Twenty-nine states, D.C. and 21 cities and counties have a higher minimum wage than the miserly federal rate of $7.25.

While Congress is catatonic, many states and municipalities are acting to protect workers. Twenty-nine states, D.C. and 21 cities and counties have a higher minimum wage than the miserly federal rate of $7.25. Having been enacted through referendums, it’s clear that the increases have voter support. Seattle’s minimum wage jumped from $9.47 to $11 in April 2015. Prior to that, the town of SeaTac, also in the state of Washington, implemented an increase to $15 in early 2014. Yet the unemployment rate did not increase at all; instead it fell in SeaTac from 6 percent to today’s 5.3 percent (in line with national trends), and employment is up by 6 percent since the enactment of the law.

In Seattle, the increase in minimum wage is being phased in much slower and is only at $13 today for those franchises whose chain employs more than 500 workers. It will reach $15 for such large establishments, but only for those not paying health insurance in 2017; it will not become generally binding until 2022. The city of Chicago will also be raising the minimum wage to $13 by 2019. It started at $10 on July 1, 2015. California will lift the state’s minimum wage to $15 by 2022 and New York State by 2018. In other words, there is a movement afoot to recognize that market outcomes are unbearable to a very large segment of the population.

READ MORE: Column: Why raising the minimum wage is good economics

Yet, the Republican Party platform skirts the issue of the federal minimum wage, stating, “Minimum wage is an issue that should be handled at the state and local level.” In stark contrast, the Democratic platform calls for an increase in the federal minimum wage to $15 hours, asserting that “the current minimum wage is a starvation wage and must be increased to a living wage.”

Unemployment in Seattle during the year before April 2015 averaged 4.1 percent, whereas during the year after that, it was 4.2 percent. This is hardly a meaningful difference. (Unemployment rates vary month to month. For example, the national employment rate was 4.7 percent in May and 4.9 percent in June.) In fact, the number of people employed in the Seattle area increased by 61,000 or 3.3 percent during the year after April 2015. No trace of massive layoffs there either. In fact, in April 2015 Seattle’s employment numbers were increasing 2 percent faster than the national rate. In April 2016, they were rising 2.3 percent faster.
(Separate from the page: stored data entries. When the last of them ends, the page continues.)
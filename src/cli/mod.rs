//! CLI module for tally - command-line interface and subcommands.
//!
//! Provides the main entry point with one subcommand per program.

pub mod commands;

pub use commands::Cli;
Raising the minimum wage has not hurt anyone except the boogeyman in the imagination of the 1 percenters and their entourage.
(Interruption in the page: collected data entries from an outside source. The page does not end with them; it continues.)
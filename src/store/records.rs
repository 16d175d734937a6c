//! Student and task records, plus the store operations specific to each.

use std::collections::BTreeMap;

use log::debug;
use serde::{Deserialize, Serialize};

use super::record_store::{Position, RecordStore};
use crate::error::{Result, TallyError};

/// A student and their per-course grades.
#[derive(Debug, Clone, PartialEq, Eq, Serialize, Deserialize)]
pub struct Student {
    pub name: String,
    pub id: i64,
    /// Course name -> grade. Ordered so the file output is deterministic.
    pub grades: BTreeMap<String, i64>,
}

impl Student {
    pub fn new(name: impl Into<String>, id: i64) -> Self {
        Self {
            name: name.into(),
            id,
            grades: BTreeMap::new(),
        }
    }

    /// Insert or overwrite the grade for `course`.
    pub fn set_grade(&mut self, course: impl Into<String>, grade: i64) {
        self.grades.insert(course.into(), grade);
    }

    /// Arithmetic mean of all grades, `0.0` when there are none.
    pub fn average(&self) -> f64 {
        if self.grades.is_empty() {
            return 0.0;
        }
        let total: f64 = self.grades.values().map(|&g| g as f64).sum();
        total / self.grades.len() as f64
    }
}

/// A to-do entry.
#[derive(Debug, Clone, PartialEq, Eq, Serialize, Deserialize)]
pub struct Task {
    pub description: String,
    pub done: bool,
}

impl Task {
    pub fn new(description: impl Into<String>) -> Self {
        Self {
            description: description.into(),
            done: false,
        }
    }
}

pub type Gradebook = RecordStore<Student>;
pub type TodoList = RecordStore<Task>;

impl RecordStore<Student> {
    pub fn add_student(&mut self, name: impl Into<String>, id: i64) -> Position {
        self.add(Student::new(name, id))
    }

    /// Position of the first student with `id`. Ids are not required to be unique.
    pub fn find_by_id(&self, id: i64) -> Option<Position> {
        self.find(|s| s.id == id)
    }

    pub fn student(&self, id: i64) -> Option<&Student> {
        self.find_by_id(id).and_then(|p| self.get(p))
    }

    pub fn set_grade(&mut self, id: i64, course: &str, grade: i64) -> Result<()> {
        let position = self.find_by_id(id).ok_or_else(|| student_not_found(id))?;
        self.mutate_at(position, |s| s.set_grade(course, grade))
    }

    pub fn average_of(&self, id: i64) -> Result<f64> {
        self.student(id).map(Student::average).ok_or_else(|| student_not_found(id))
    }
}

impl RecordStore<Task> {
    pub fn add_task(&mut self, description: impl Into<String>) -> Position {
        self.add(Task::new(description))
    }

    /// Set `done` on the task at `position`. Marking twice is a no-op.
    pub fn mark_done(&mut self, position: Position) -> Result<()> {
        self.mutate_at(position, |t| t.done = true)
    }

    pub fn delete_task(&mut self, position: Position) -> Result<Task> {
        self.delete_at(position)
    }
}

fn student_not_found(id: i64) -> TallyError {
    debug!("no student with id {}", id);
    TallyError::NotFound(format!("student with ID {}", id))
}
What about prices? Did they rise as opponents of raising the minimum wage said they would? Seattle’s inflation was 2.5 percent — not very different from the 2.2 percent experienced by other urban consumers in the West, as indicated by the Consumer Price Index in Table 10. Researchers have also not found a difference in the inflation rate between Seattle and its suburbs. But even if all of the 2.5 percent inflation was due to the increase in minimum wage, it would mean a mere 2.5 cent increase for a cheeseburger. Do you think that would be worth having a fairer distribution of income? Fewer fast-food workers would require public assistance with an increase in the minimum wage. Now, fully half do. It makes no sense for taxpayers to subsidize the profits of the fast-food industry.
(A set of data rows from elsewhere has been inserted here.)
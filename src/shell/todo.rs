//! To-do list menu.

use std::io::{BufRead, Write};
use std::path::PathBuf;

use super::{Console, Flow, Menu, announce_load, run_menu};
use crate::codec::{self, Loaded};
use crate::error::Result;
use crate::store::{Position, Task, TodoList};

pub struct TodoMenu {
    pub list: TodoList,
    path: PathBuf,
}

impl TodoMenu {
    pub fn new(list: TodoList, path: impl Into<PathBuf>) -> Self {
        Self {
            list,
            path: path.into(),
        }
    }

    fn add_task<R: BufRead, W: Write>(&mut self, console: &mut Console<R, W>) -> Result<Flow> {
        let Some(description) = console.ask("Enter task: ")? else {
            return Ok(Flow::Exit);
        };
        self.list.add_task(description);
        Ok(Flow::Continue)
    }

    /// Prompt for a position and apply `action` to it. Out-of-range and
    /// unparsable input are both reported as an invalid task number.
    fn with_position<R, W, F>(&mut self, console: &mut Console<R, W>, prompt: &str, action: F) -> Result<Flow>
    where
        R: BufRead,
        W: Write,
        F: FnOnce(&mut TodoList, Position) -> Result<&'static str>,
    {
        let Some(raw) = console.ask(prompt)? else {
            return Ok(Flow::Exit);
        };
        let outcome = raw
            .parse::<Position>()
            .and_then(|position| action(&mut self.list, position).map(|verb| (position, verb)));
        match outcome {
            Ok((position, verb)) => writeln!(console.out(), "Task {} {}.", position, verb)?,
            Err(_) => writeln!(console.out(), "Invalid task number.")?,
        }
        Ok(Flow::Continue)
    }
}

impl Menu for TodoMenu {
    const OPTIONS: &'static [&'static str] = &[
        "Add Task",
        "Display Tasks",
        "Mark Task as Done",
        "Delete Task",
        "Save and Exit",
    ];

    fn dispatch<R: BufRead, W: Write>(&mut self, choice: usize, console: &mut Console<R, W>) -> Result<Flow> {
        match choice {
            1 => self.add_task(console),
            2 => {
                write_tasks(console.out(), &self.list)?;
                Ok(Flow::Continue)
            }
            3 => self.with_position(console, "Enter task number to mark as done: ", |list, p| {
                list.mark_done(p).map(|_| "marked as done")
            }),
            4 => self.with_position(console, "Enter task number to delete: ", |list, p| {
                list.delete_task(p).map(|_| "deleted")
            }),
            _ => Ok(Flow::Continue),
        }
    }

    fn finish<R: BufRead, W: Write>(&mut self, console: &mut Console<R, W>) -> Result<()> {
        codec::save(&self.path, &self.list)?;
        writeln!(console.out(), "Tasks saved to {}.", self.path.display())?;
        Ok(())
    }
}

/// Print the numbered list, marking finished tasks.
pub fn write_tasks<W: Write>(out: &mut W, list: &TodoList) -> Result<()> {
    if list.is_empty() {
        writeln!(out, "No tasks in the list.")?;
        return Ok(());
    }
    writeln!(out, "TO-DO LIST:")?;
    for (position, task) in list.iter() {
        writeln!(out, "{}. {}{}", position, task.description, done_marker(task))?;
    }
    Ok(())
}

fn done_marker(task: &Task) -> &'static str {
    if task.done { " [DONE]" } else { "" }
}

/// Load the list from `path`, run the menu, and save on exit.
pub fn run_todo<R: BufRead, W: Write>(path: impl Into<PathBuf>, console: &mut Console<R, W>) -> Result<TodoList> {
    let path = path.into();
    let Loaded { store, status } = codec::load_or_init::<Task>(&path);
    announce_load(&status, &path, console)?;

    let mut menu = TodoMenu::new(store, path);
    run_menu(&mut menu, console)?;
    Ok(menu.list)
}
Raising the minimum wage has not hurt anyone except the boogeyman in the imagination of the 1 percenters and their entourage. Conservatives are merely throwing invectives at a phantom of their own imagination. But they never complain about the annual salary of Target’s CEO being $28 million or that of Walmart being $19 million. No, that doesn’t increase prices at all, but increasing the wage of their employees from $9.47 to $11.00 an hour does. What hypocrisy!